Operating income for the 2006 third quarter was $20.4 million, which was $18.6 million less than the $39.0 million in the 2005 third quarter. Lower third quarter unit prices and sales volumes decreased 2006 operating income approximately $20.0 million and $5.0 million, respectively. These factors were partially offset by lower third quarter 2006 costs of $6.4 million, comprised primarily of natural gas decreases of $27.4 million and higher freight and purchased product costs of $12.8 million. During the third quarter of 2006, the Company incurred approximately $8.2 million of repairs and additional costs for purchased ammonia due to damage from the incident at the Billingham, England ammonia plant.
Methanol
For the three months ended September 30, 2006 and 2005, the Methanol segment had revenues of $18.9 million and $6.0 million, respectively. In the 2005 third quarter, approximately 9.8 million gallons of methanol were sold at the Woodward, Oklahoma facility compared to approximately 6.8 million gallons of methanol sold in the 2006 third quarter.
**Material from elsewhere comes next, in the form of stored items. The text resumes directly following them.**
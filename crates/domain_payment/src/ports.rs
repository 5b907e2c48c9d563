//! Payment Domain Ports

use async_trait::async_trait;
use std::sync::Arc;

use core_kernel::{BookingId, DomainPort, HealthCheckable, PaymentId, PortError};
use domain_booking::BookingPayments;

use crate::payment::{Payment, PaymentMethod, PaymentStatus};

#[async_trait]
pub trait PaymentPort: DomainPort + HealthCheckable {
    async fn get_payment(&self, id: PaymentId) -> Result<Payment, PortError>;

    /// All payments, oldest first
    async fn list_payments(&self) -> Result<Vec<Payment>, PortError>;

    /// Payments recorded against a booking, oldest first
    async fn find_by_booking(&self, booking_id: BookingId) -> Result<Vec<Payment>, PortError>;

    async fn find_by_status(&self, status: PaymentStatus) -> Result<Vec<Payment>, PortError>;

    async fn find_by_method(&self, method: PaymentMethod) -> Result<Vec<Payment>, PortError>;

    async fn exists_by_transaction_id(&self, transaction_id: &str) -> Result<bool, PortError>;

    async fn insert_payment(&self, payment: &Payment) -> Result<Payment, PortError>;

    /// Compare-and-set on `payment.version`
    async fn update_payment(&self, payment: &Payment) -> Result<Payment, PortError>;

    async fn delete_payment(&self, id: PaymentId, version: i64) -> Result<(), PortError>;
}

/// Payment records per booking, as seen by the booking service
pub struct PaymentRecords {
    port: Arc<dyn PaymentPort>,
}

impl PaymentRecords {
    pub fn new(port: Arc<dyn PaymentPort>) -> Self {
        Self { port }
    }
}

#[async_trait]
impl BookingPayments for PaymentRecords {
    async fn has_payments(&self, booking_id: BookingId) -> Result<bool, PortError> {
        Ok(!self.port.find_by_booking(booking_id).await?.is_empty())
    }
}

/// Mock implementation for testing
#[cfg(any(test, feature = "mock"))]
pub mod mock {
    use super::*;
    use std::collections::HashMap;
    use std::sync::atomic::{AtomicUsize, Ordering};
    use tokio::sync::RwLock;

    use core_kernel::HealthCheckResult;

    /// In-memory mock implementation of PaymentPort
    #[derive(Debug, Default)]
    pub struct MockPaymentPort {
        payments: Arc<RwLock<HashMap<PaymentId, Payment>>>,
        failures: AtomicUsize,
    }

    impl MockPaymentPort {
        pub fn new() -> Self {
            Self::default()
        }

        /// The next insert, update or delete fails with a connection error
        pub fn fail_next_save(&self) {
            self.fail_next_saves(1);
        }

        /// The next `count` writes fail with a connection error
        pub fn fail_next_saves(&self, count: usize) {
            self.failures.store(count, Ordering::SeqCst);
        }

        fn injected_failure(&self) -> Result<(), PortError> {
            let pending = self
                .failures
                .fetch_update(Ordering::SeqCst, Ordering::SeqCst, |n| n.checked_sub(1));
            if pending.is_ok() {
                return Err(PortError::connection("injected save failure"));
            }
            Ok(())
        }

        async fn filtered(&self, predicate: impl Fn(&Payment) -> bool) -> Vec<Payment> {
            let mut found: Vec<_> = self
                .payments
                .read()
                .await
                .values()
                .filter(|p| predicate(p))
                .cloned()
                .collect();
            found.sort_by_key(|p| (p.created_at, *p.id.as_uuid()));
            found
        }
    }

    impl DomainPort for MockPaymentPort {}

    #[async_trait]
    impl HealthCheckable for MockPaymentPort {
        async fn health_check(&self) -> HealthCheckResult {
            HealthCheckResult::healthy("mock-payment-port", 0)
        }
    }

    #[async_trait]
    impl PaymentPort for MockPaymentPort {
        async fn get_payment(&self, id: PaymentId) -> Result<Payment, PortError> {
            self.payments
                .read()
                .await
                .get(&id)
                .cloned()
                .ok_or_else(|| PortError::not_found("Payment", id))
        }

        async fn list_payments(&self) -> Result<Vec<Payment>, PortError> {
            Ok(self.filtered(|_| true).await)
        }

        async fn find_by_booking(&self, booking_id: BookingId) -> Result<Vec<Payment>, PortError> {
            Ok(self.filtered(|p| p.booking_id == booking_id).await)
        }

        async fn find_by_status(&self, status: PaymentStatus) -> Result<Vec<Payment>, PortError> {
            Ok(self.filtered(|p| p.status == status).await)
        }

        async fn find_by_method(&self, method: PaymentMethod) -> Result<Vec<Payment>, PortError> {
            Ok(self.filtered(|p| p.method == method).await)
        }

        async fn exists_by_transaction_id(&self, transaction_id: &str) -> Result<bool, PortError> {
            Ok(self
                .payments
                .read()
                .await
                .values()
                .any(|p| p.transaction_id == transaction_id))
        }

        async fn insert_payment(&self, payment: &Payment) -> Result<Payment, PortError> {
            self.injected_failure()?;
            let mut payments = self.payments.write().await;
            if payments.contains_key(&payment.id)
                || payments.values().any(|p| p.transaction_id == payment.transaction_id)
            {
                return Err(PortError::duplicate(format!("payment {}", payment.transaction_id)));
            }
            payments.insert(payment.id, payment.clone());
            Ok(payment.clone())
        }

        async fn update_payment(&self, payment: &Payment) -> Result<Payment, PortError> {
            self.injected_failure()?;
            let mut payments = self.payments.write().await;
            let stored = payments
                .get(&payment.id)
                .ok_or_else(|| PortError::not_found("Payment", payment.id))?;
            if stored.version != payment.version {
                return Err(PortError::conflict("Payment", payment.id, payment.version));
            }
            let mut saved = payment.clone();
            saved.version += 1;
            payments.insert(saved.id, saved.clone());
            Ok(saved)
        }

        async fn delete_payment(&self, id: PaymentId, version: i64) -> Result<(), PortError> {
            self.injected_failure()?;
            let mut payments = self.payments.write().await;
            let stored = payments
                .get(&id)
                .ok_or_else(|| PortError::not_found("Payment", id))?;
            if stored.version != version {
                return Err(PortError::conflict("Payment", id, version));
            }
            payments.remove(&id);
            Ok(())
        }
    }
}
The Company recorded profit sharing revenue of $11.6 million in the third quarter 2006 from the Methanex supply agreement due to continued cessation of the Beaumont operations. Under the terms of the Methanex supply agreement, profit sharing revenue can be earned whether the Beaumont facility is operating or not. Revenue is recognized when the estimated margin on an annualized basis is probable. The supply agreement limits the margin to $12.0 million on an annual basis. The third quarter of 2005 methanol results included a $3.3 million charge under the Beaumont production contract with Methanex due to the high natural gas costs during the 2005 third quarter.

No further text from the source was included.